Alvaro Aguirre e a conservação dos muriquis

Muriqui

Quando Cabral aportou no Brasil em abril de 1500, se deparou com uma pujante floresta litorânea, que séculos depois seria denominada “Mata Atlântica”. Desde Pero Vaz de Caminha, que chegou com Cabral, essa mata foi assunto e inspiração de muitos escritores europeus, que se encantaram com sua complexidade e com seus habitantes, humanos e não humanos.

Dentre os habitantes não humanos, os que mais chamaram a atenção foram os macacos, certamente por não serem nativos da Europa e, também, pela semelhança com a nossa própria espécie. O interesse dos europeus provocou um grande tráfico de macacos brasileiros, que eram capturados aos milhares para serem exportados e comercializados em cidades europeias. A maioria morria no caminho, mas os que sobreviviam eram exibidos como animais de estimação ou terminavam em coleções de museus de história natural, que começaram a se organizar a partir do Século XVIII.
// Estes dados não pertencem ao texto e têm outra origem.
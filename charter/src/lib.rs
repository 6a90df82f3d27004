pub mod audio;
pub mod beat_detection;
pub mod chart;
pub mod config;
pub mod difficulty;
pub mod error;
pub mod exporter;
pub mod hold_detector;
pub mod lane_assigner;
pub mod onset;
pub mod postprocess;
pub mod quantizer;
pub mod spectrum;
pub mod tempo;
pub mod worker;

pub use chart::{Chart, ChartEvent, ChartSource, NoteKind};
pub use config::CharterConfig;
pub use difficulty::{Difficulty, DifficultyProfile};
pub use error::{CharterError, Result};

use beat_detection::BeatDetection;
use chart::{generate_grid_chart, sort_events};
use hold_detector::HoldDetector;
use lane_assigner::LaneAssigner;
use postprocess::{reduce_syncopation, smooth_bursts};
use quantizer::{fit_grid_weights, Quantizer};
use rand::rngs::StdRng;
use rand::{Rng, SeedableRng};
use tempo::quick_analyze_bpm;

/// Onset charts with fewer events are replaced by the grid fallback
pub const MIN_ONSET_CHART_EVENTS: usize = 12;

const DEFAULT_BPM: u32 = 120;

/// Main charter that orchestrates the entire process
pub struct Charter {
    config: CharterConfig,
}

impl Charter {
    pub fn new(config: CharterConfig) -> Self {
        Charter { config }
    }

    pub fn config(&self) -> &CharterConfig {
        &self.config
    }

    /// Analyse mono samples once
    pub fn analyze(&self, samples: &[f32], sample_rate: u32) -> BeatDetection {
        BeatDetection::detect(samples, sample_rate, &self.config.analysis)
    }

    /// Build a chart for one difficulty.
    ///
    /// `bgm_mode` skips onset analysis and goes straight to the grid chart.
    /// Equal inputs and `seed` give identical charts.
    pub fn synthesize(
        &self,
        samples: &[f32],
        sample_rate: u32,
        difficulty: Difficulty,
        bgm_mode: bool,
        seed: u64,
    ) -> Chart {
        let mut rng = StdRng::seed_from_u64(seed);
        let duration = duration_of(samples, sample_rate);

        if bgm_mode {
            log::info!("BGM mode: using grid chart for {}", difficulty);
            let bpm = quick_analyze_bpm(samples, sample_rate).unwrap_or(DEFAULT_BPM);
            return generate_grid_chart(duration, difficulty, bpm, self.config.lanes, &mut rng);
        }

        let detection = self.analyze(samples, sample_rate);
        self.chart_from_detection(&detection, samples, sample_rate, difficulty, &mut rng)
    }

    /// Generate a chart for every difficulty from a single analysis pass
    pub fn generate_all_difficulties(
        &self,
        samples: &[f32],
        sample_rate: u32,
        bgm_mode: bool,
        seed: u64,
    ) -> Vec<(Difficulty, Chart)> {
        if bgm_mode {
            return Difficulty::ALL
                .iter()
                .map(|&d| (d, self.synthesize(samples, sample_rate, d, true, seed)))
                .collect();
        }

        let detection = self.analyze(samples, sample_rate);
        Difficulty::ALL
            .iter()
            .map(|&d| {
                let mut rng = StdRng::seed_from_u64(seed);
                let chart = self.chart_from_detection(&detection, samples, sample_rate, d, &mut rng);
                (d, chart)
            })
            .collect()
    }

    fn chart_from_detection<R: Rng + ?Sized>(
        &self,
        detection: &BeatDetection,
        samples: &[f32],
        sample_rate: u32,
        difficulty: Difficulty,
        rng: &mut R,
    ) -> Chart {
        let profile = self.config.profile(difficulty);
        let events = self.place_events(detection, difficulty, &profile, rng);

        if events.len() < MIN_ONSET_CHART_EVENTS {
            log::info!(
                "Onset chart for {} too sparse ({} events), using grid fallback",
                difficulty,
                events.len()
            );
            let bpm = detection
                .bpm
                .or_else(|| quick_analyze_bpm(samples, sample_rate))
                .unwrap_or(DEFAULT_BPM);
            let duration = duration_of(samples, sample_rate);
            return generate_grid_chart(duration, difficulty, bpm, self.config.lanes, rng);
        }

        log::info!(
            "Chart for {}: {} events ({} holds)",
            difficulty,
            events.len(),
            events.iter().filter(|e| e.is_hold()).count()
        );

        Chart {
            events,
            bpm: detection.bpm,
            phase: detection.phase,
            source: ChartSource::Onsets,
        }
    }

    /// Thin, quantize and place onsets on lanes, then post-process.
    fn place_events<R: Rng + ?Sized>(
        &self,
        detection: &BeatDetection,
        difficulty: Difficulty,
        profile: &DifficultyProfile,
        rng: &mut R,
    ) -> Vec<ChartEvent> {
        let bpm = detection.bpm;
        let weights = match bpm {
            Some(b) => fit_grid_weights(&detection.onsets, b, &profile.grid_weights, difficulty),
            None => profile.grid_weights,
        };
        let stride = profile.onset_stride();
        let quantizer = bpm.map(Quantizer::new);
        let holds = HoldDetector::new(profile);
        let min_interval = profile.min_global_interval();

        let mut lanes = LaneAssigner::new(self.config.lanes, profile.min_per_lane_interval());
        let mut events = Vec::new();
        let mut last_emitted = f32::NEG_INFINITY;

        for &onset in detection.onsets.iter().step_by(stride) {
            let t = match &quantizer {
                Some(q) => q.quantize(onset, &weights, profile.snap_window(), rng),
                None => onset,
            };

            if t - last_emitted < min_interval {
                continue;
            }

            let lane = match lanes.assign(t) {
                Some(lane) => lane,
                None => continue,
            };

            let hold_end = bpm.and_then(|b| holds.try_hold(t, b, rng));
            if let Some(end) = hold_end {
                events.push(ChartEvent::hold(t, end, lane));
                lanes.occupy(lane, end, true);
                last_emitted = t;
                continue;
            }

            events.push(ChartEvent::tap(t, lane));
            lanes.occupy(lane, t, true);
            last_emitted = t;

            if rng.gen::<f32>() < profile.chord_probability {
                if let Some(second) = lanes.chord_lane(t, lane, rng) {
                    events.push(ChartEvent::tap(t, second));
                    lanes.occupy(second, t, false);
                }
            }
        }

        let events = match bpm {
            Some(b) if difficulty != Difficulty::Hard => reduce_syncopation(events, b),
            _ => events,
        };
        let mut events = smooth_bursts(events, profile.burst_window_ms, profile.burst_limit);
        sort_events(&mut events);
        events
    }
}

fn duration_of(samples: &[f32], sample_rate: u32) -> f32 {
    if sample_rate == 0 {
        0.0
    } else {
        samples.len() as f32 / sample_rate as f32
    }
}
Com base em relatos publicados por viajantes e peles de macacos guardadas no Museu D’Ajuda, de Lisboa, o naturalista francês Etienne Geoffroy Saint Hilaire publicou, em 1806, a primeira descrição científica do macaco brasileiro que é conhecido como muriqui ou monocarvoeiro.

Muriqui

Muriqui


De acordo com relatos de viajantes naturalistas, esses primatas ainda eram comuns em muitos lugares do leste do Brasil, entre São Paulo e a Bahia, até meados do Século XIX. A partir da segunda metade do Século XIX e, principalmente, ao longo do Século XX, as matas costeiras que abrigavam os muriquis foram rapidamente destruídas e o seus habitats fragmentados e isolados. As pequenas populações de muriquis isoladas em capões de mata foram facilmente aniquiladas pela caça predatória e por doenças transmitidas por seres humanos e animais domésticos, colocando a espécie em alto risco de extinção.

O Século XX também viu surgir no Brasil os cientistas preocupados com a conservação biológica, num país que perdia rapidamente as suas riquezas naturais. Dentre esses naturalistas, surge o nome de Alvaro Coutinho Aguirre, nascido em 1899 na cidade de Santa Teresa, no coração da Mata Atlântica.
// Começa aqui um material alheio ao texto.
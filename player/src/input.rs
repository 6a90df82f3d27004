use serde::{Deserialize, Serialize};
use std::collections::HashSet;

/// Keys for each lane, left to right
#[derive(Debug, Clone, PartialEq, Serialize, Deserialize)]
pub struct KeyBindings {
    pub lanes: Vec<char>,
}

impl Default for KeyBindings {
    fn default() -> Self {
        Self {
            lanes: vec!['S', 'D', 'F', 'J', 'K', 'L'],
        }
    }
}

impl KeyBindings {
    pub fn lane_count(&self) -> usize {
        self.lanes.len()
    }

    /// Map a key to its lane, case-insensitively
    pub fn key_to_lane(&self, key: char) -> Option<usize> {
        let key = key.to_ascii_uppercase();
        self.lanes.iter().position(|k| k.to_ascii_uppercase() == key)
    }
}

#[derive(Debug, Clone, Copy, PartialEq, Eq, Serialize, Deserialize)]
#[serde(rename_all = "lowercase")]
pub enum InputKind {
    Press,
    Release,
}

/// One lane input on the play clock, as stored in replay logs
#[derive(Debug, Clone, Copy, PartialEq, Serialize, Deserialize)]
pub struct InputEvent {
    pub lane: usize,
    pub timestamp: f32, // seconds
    pub kind: InputKind,
}

impl InputEvent {
    pub fn press(lane: usize, timestamp: f32) -> Self {
        Self {
            lane,
            timestamp,
            kind: InputKind::Press,
        }
    }

    pub fn release(lane: usize, timestamp: f32) -> Self {
        Self {
            lane,
            timestamp,
            kind: InputKind::Release,
        }
    }
}

/// Turns raw key presses into lane events on the play clock.
pub struct InputHandler {
    bindings: KeyBindings,
    offset_ms: f32, // positive shifts input later
    held: HashSet<usize>,
}

impl InputHandler {
    pub fn new(bindings: KeyBindings, offset_ms: f32) -> Self {
        Self {
            bindings,
            offset_ms,
            held: HashSet::new(),
        }
    }

    pub fn with_default_bindings() -> Self {
        Self::new(KeyBindings::default(), 0.0)
    }

    fn adjusted(&self, time: f32) -> f32 {
        time + self.offset_ms / 1000.0
    }

    /// Key auto-repeat while held yields nothing
    pub fn handle_key_press(&mut self, key: char, time: f32) -> Option<InputEvent> {
        let lane = self.bindings.key_to_lane(key)?;
        if !self.held.insert(lane) {
            return None;
        }
        Some(InputEvent::press(lane, self.adjusted(time)))
    }

    pub fn handle_key_release(&mut self, key: char, time: f32) -> Option<InputEvent> {
        let lane = self.bindings.key_to_lane(key)?;
        if !self.held.remove(&lane) {
            return None;
        }
        Some(InputEvent::release(lane, self.adjusted(time)))
    }

    /// Feed a recorded lane event through the offset and held-lane tracking.
    ///
    /// A press on an already held lane or a release of a free one yields nothing.
    pub fn handle_lane_event(&mut self, event: InputEvent) -> Option<InputEvent> {
        let changed = match event.kind {
            InputKind::Press => self.held.insert(event.lane),
            InputKind::Release => self.held.remove(&event.lane),
        };
        if !changed {
            return None;
        }
        Some(InputEvent {
            timestamp: self.adjusted(event.timestamp),
            ..event
        })
    }

    pub fn is_lane_pressed(&self, lane: usize) -> bool {
        self.held.contains(&lane)
    }
}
Aguirre foi um pioneiro na conservação e manejo de fauna silvestre, trabalhando para o antigo Serviço de Caça e Pesca, do Ministério da Agricultura. Realizou importantes pesquisas sobre a caça e pesca no vale do rio Doce e no vale do rio São Francisco, além de estudos sobre o jacaré-açu, sobre a exploração do caranguejo, sobre a alimentação de aves silvestres e sobre a avoante do nordeste, dentre vários outros.

Foi o criador e primeiro superintendente da atual Reserva Biológica de Sooretama, em Linhares, uma das mais importantes unidades de conservação da Mata Atlântica de terras baixas. No final da década de 1960, já com cerca de 70 anos de idade, Aguirre foi designado para
realizar o estudo que mais o notabilizou.
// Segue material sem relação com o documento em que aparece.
use crate::difficulty::{Difficulty, DifficultyProfile};
use crate::error::{CharterError, Result};
use crate::onset::OnsetConfig;
use crate::quantizer::GridWeights;
use serde::Deserialize;
use std::path::Path;

/// Main charter configuration
#[derive(Clone, Debug, Deserialize)]
#[serde(default)]
pub struct CharterConfig {
    pub lanes: usize,
    pub analysis: OnsetConfig,
    pub profiles: ProfileOverrides,
}

impl Default for CharterConfig {
    fn default() -> Self {
        CharterConfig {
            lanes: 6,
            // Charts cover the whole track; only BPM-only analysis is capped
            analysis: OnsetConfig {
                max_duration_sec: None,
                ..OnsetConfig::default()
            },
            profiles: ProfileOverrides::default(),
        }
    }
}

impl CharterConfig {
    /// Parse a TOML configuration file
    pub fn load(path: &Path) -> Result<Self> {
        let content = std::fs::read_to_string(path)?;
        Self::from_toml(&content)
    }

    pub fn from_toml(content: &str) -> Result<Self> {
        let config: CharterConfig = toml::from_str(content)?;
        config.validate()?;
        Ok(config)
    }

    pub fn validate(&self) -> Result<()> {
        if self.lanes == 0 {
            return Err(CharterError::InvalidSetting("lanes must be at least 1".into()));
        }
        if !self.analysis.frame_size.is_power_of_two() {
            return Err(CharterError::InvalidSetting(format!(
                "frame_size must be a power of two, got {}",
                self.analysis.frame_size
            )));
        }
        if self.analysis.hop_size == 0 {
            return Err(CharterError::InvalidSetting("hop_size must be positive".into()));
        }
        for difficulty in Difficulty::ALL {
            let profile = self.profile(difficulty);
            if profile.min_global_interval_ms <= 0.0 || profile.min_per_lane_interval_ms <= 0.0 {
                return Err(CharterError::InvalidSetting(format!(
                    "{}: note intervals must be positive",
                    difficulty
                )));
            }
        }
        Ok(())
    }

    /// Built-in profile with any configured overrides applied
    pub fn profile(&self, difficulty: Difficulty) -> DifficultyProfile {
        let mut profile = difficulty.profile();
        let overrides = match difficulty {
            Difficulty::Easy => &self.profiles.easy,
            Difficulty::Normal => &self.profiles.normal,
            Difficulty::Hard => &self.profiles.hard,
        };
        overrides.apply(&mut profile);
        profile
    }
}

#[derive(Clone, Debug, Default, Deserialize)]
#[serde(default)]
pub struct ProfileOverrides {
    pub easy: ProfileOverride,
    pub normal: ProfileOverride,
    pub hard: ProfileOverride,
}

/// Partial `DifficultyProfile`; unset fields keep the built-in value.
#[derive(Clone, Debug, Default, Deserialize)]
#[serde(default)]
pub struct ProfileOverride {
    pub density: Option<f32>,
    pub chord_probability: Option<f32>,
    pub min_global_interval_ms: Option<f32>,
    pub min_per_lane_interval_ms: Option<f32>,
    pub snap_window_ms: Option<f32>,
    pub grid_weights: Option<GridWeights>,
    pub hold_probability: Option<f32>,
    pub hold_beat_range: Option<(f32, f32)>,
    pub burst_window_ms: Option<f32>,
    pub burst_limit: Option<usize>,
}

impl ProfileOverride {
    pub fn apply(&self, profile: &mut DifficultyProfile) {
        macro_rules! merge {
            ($($field:ident),*) => {
                $(if let Some(v) = self.$field {
                    profile.$field = v;
                })*
            };
        }
        merge!(
            density,
            chord_probability,
            min_global_interval_ms,
            min_per_lane_interval_ms,
            snap_window_ms,
            grid_weights,
            hold_probability,
            hold_beat_range,
            burst_window_ms,
            burst_limit
        );
    }
}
Casa do Quirinão no interior da REBIO Sooretma - local onde Aguirre costumava ficar quando estava na Reserva

Casa do Quirinão no interior da REBIO Sooretma – local onde Aguirre costumava ficar quando estava na Reserva

Casa do Quirinão no interior da REBIO Sooretma – local onde Aguirre costumava ficar quando estava na Reserva

Por ser um zoólogo experiente e determinado, coube-lhe a árdua tarefa de ir atrás do escasso muriqui para estudar a sua biologia, ecologia e, principalmente, o seu estado de conservação. Depois de minucioso trabalho de pesquisa em museus e na literatura, Aguirre percorreu milhares de quilômetros de jipe, entrevistando pessoas, embrenhando-se nas matas, produzindo um conjunto de informações de inestimável valor. Seu trabalho sobre os muriquis foi publicado pela Academia Brasileira de Ciências em 1971, tornando-se uma referência clássica sobre esse notável primata brasileiro.

Hoje são reconhecidas duas espécies de muriquis, ambas muito ameaçadas de extinção. Dezenas de cientistas, conservacionistas e estudantes, de instituições públicas e privadas, se empenham para evitar que esses primatas sejam extintos em futuro próximo. Aguirre faleceu em 1987, mas se hoje vislumbramos uma esperança de preservação da espécie, em grande parte devemos ao idealismo e perseverança desse exemplar capixaba, que dedicou sua vida à conservação da natureza.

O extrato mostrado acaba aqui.